Sendo uma mulher lésbica, sempre existiu um desalinhamento entre identidade e oferta. A alternativa era recorrer ao masculino — mas ainda assim, aquele não era um espaço pensado para ela. O estranhamento permanecia. Olhares. Deslocamento. A sensação constante de estar fora do lugar.
Muito antes de existir uma marca, existia uma vontade. Ainda na adolescência, Helena desenhou suas primeiras peças — uma tentativa inicial de construir algo que fizesse mais sentido do que aquilo que encontrava nas araras.
A ideia ficou parada por anos.
Até deixar de ser possível ignorar.
A Border nasce a partir da perda da sobrinha de Helena — que também era irmã, base e apoio constante.
A ruptura desloca tudo.
Criar deixa de ser vontade e passa a ser necessidade. Um ponto de reorganização. Uma forma de continuar.
O nome carrega mais de uma camada.
Existe uma ressignificação ligada à palavra borderline — a borda como estado, como lugar de tensão. Mas também uma leitura mais ampla: borda como território, como limite, como espaço de transição entre o que existe e o que ainda não tem nome.
Carrega também uma relação com a cidade onde Helena nasceu: Santos, no litoral paulista, onde o encontro entre terra e mar define uma linha instável, em constante movimento.
E, acima de tudo, reflete uma identidade que não se fixa em um único lugar. Nem totalmente masculina. Nem totalmente feminina. Um espaço ambíguo — e consciente disso.
A Border existe para mulheres que se vestem fora do padrão esperado.
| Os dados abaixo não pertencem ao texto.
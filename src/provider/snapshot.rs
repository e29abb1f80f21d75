// ============================================================================
// SnapshotProvider : document JSON local
// ============================================================================
// Charge les mêmes enregistrements que SampleProvider depuis un fichier JSON.
// Aucun appel réseau : le document est lu une fois, puis cloné à la demande.
//
// Format attendu :
// {
//   "portfolio": { "summary": [...], "allocations": [...], "performance": [...], "holdings": [...] },
//   "products": [...],
//   "transactions": [...],
//   "rates": [...],
//   "banking": { "account": {...}, "quickActions": [...], "transactions": [...], "transfer": {...} }
// }
// ============================================================================

use std::path::Path;

use anyhow::{Context, Result};
use serde::{Deserialize, Serialize};
use tracing::{info, instrument};

use crate::models::{Banking, ExchangeRate, InvestmentProduct, InvestmentTransaction, Portfolio};

use super::DataProvider;

/// Document JSON complet
#[derive(Debug, Clone, PartialEq, Serialize, Deserialize)]
pub struct Snapshot {
    pub portfolio: Portfolio,
    pub products: Vec<InvestmentProduct>,
    pub transactions: Vec<InvestmentTransaction>,
    pub rates: Vec<ExchangeRate>,
    pub banking: Banking,
}

impl Snapshot {
    /// Capture tout ce qu'un fournisseur expose
    pub fn capture(provider: &dyn DataProvider) -> Result<Self> {
        Ok(Self {
            portfolio: provider.portfolio().context("Chargement du portefeuille")?,
            products: provider.products().context("Chargement des produits")?,
            transactions: provider
                .investment_history()
                .context("Chargement de l'historique")?,
            rates: provider.rates().context("Chargement des taux de change")?,
            banking: provider.banking().context("Chargement du compte")?,
        })
    }
}

/// Fournisseur adossé à un document JSON
#[derive(Debug, Clone)]
pub struct SnapshotProvider {
    snapshot: Snapshot,
}

impl SnapshotProvider {
    /// Parse un document JSON déjà en mémoire
    pub fn from_json(json: &str) -> Result<Self> {
        let snapshot: Snapshot =
            serde_json::from_str(json).context("Document JSON invalide")?;

        Ok(Self { snapshot })
    }

    /// Lit et parse un fichier JSON
    #[instrument]
    pub fn from_file(path: &Path) -> Result<Self> {
        let json = std::fs::read_to_string(path)
            .with_context(|| format!("Lecture impossible de {}", path.display()))?;

        let provider = Self::from_json(&json)
            .with_context(|| format!("Snapshot invalide : {}", path.display()))?;

        info!(
            products = provider.snapshot.products.len(),
            rates = provider.snapshot.rates.len(),
            "Snapshot loaded"
        );

        Ok(provider)
    }
}

impl DataProvider for SnapshotProvider {
    fn name(&self) -> &str {
        "snapshot"
    }

    fn portfolio(&self) -> Result<Portfolio> {
        Ok(self.snapshot.portfolio.clone())
    }

    fn products(&self) -> Result<Vec<InvestmentProduct>> {
        Ok(self.snapshot.products.clone())
    }

    fn investment_history(&self) -> Result<Vec<InvestmentTransaction>> {
        Ok(self.snapshot.transactions.clone())
    }

    fn rates(&self) -> Result<Vec<ExchangeRate>> {
        Ok(self.snapshot.rates.clone())
    }

    fn banking(&self) -> Result<Banking> {
        Ok(self.snapshot.banking.clone())
    }
}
Para quem não se reconhece no feminino tradicional e também não encontra lugar no masculino. Para quem cansou de adaptar o próprio corpo ao que a moda oferece — e quer o contrário: roupas que se adaptam a quem você é.
Nesse contexto, surge o conceito central da marca: unbound garments — roupas sem amarras.
Peças que não partem de gênero, padrão ou expectativa, mas de uso, forma e identidade. Modelagens amplas, construção durável, estética direta. Sem excesso. Sem adaptação forçada.
Produzidas em pequenas tiragens, com intenção.
A moda sem gênero não é uma tendência para nós — é uma posição.
Cada peça é pensada para quem já sabe quem é, e precisa apenas de uma roupa que acompanhe isso.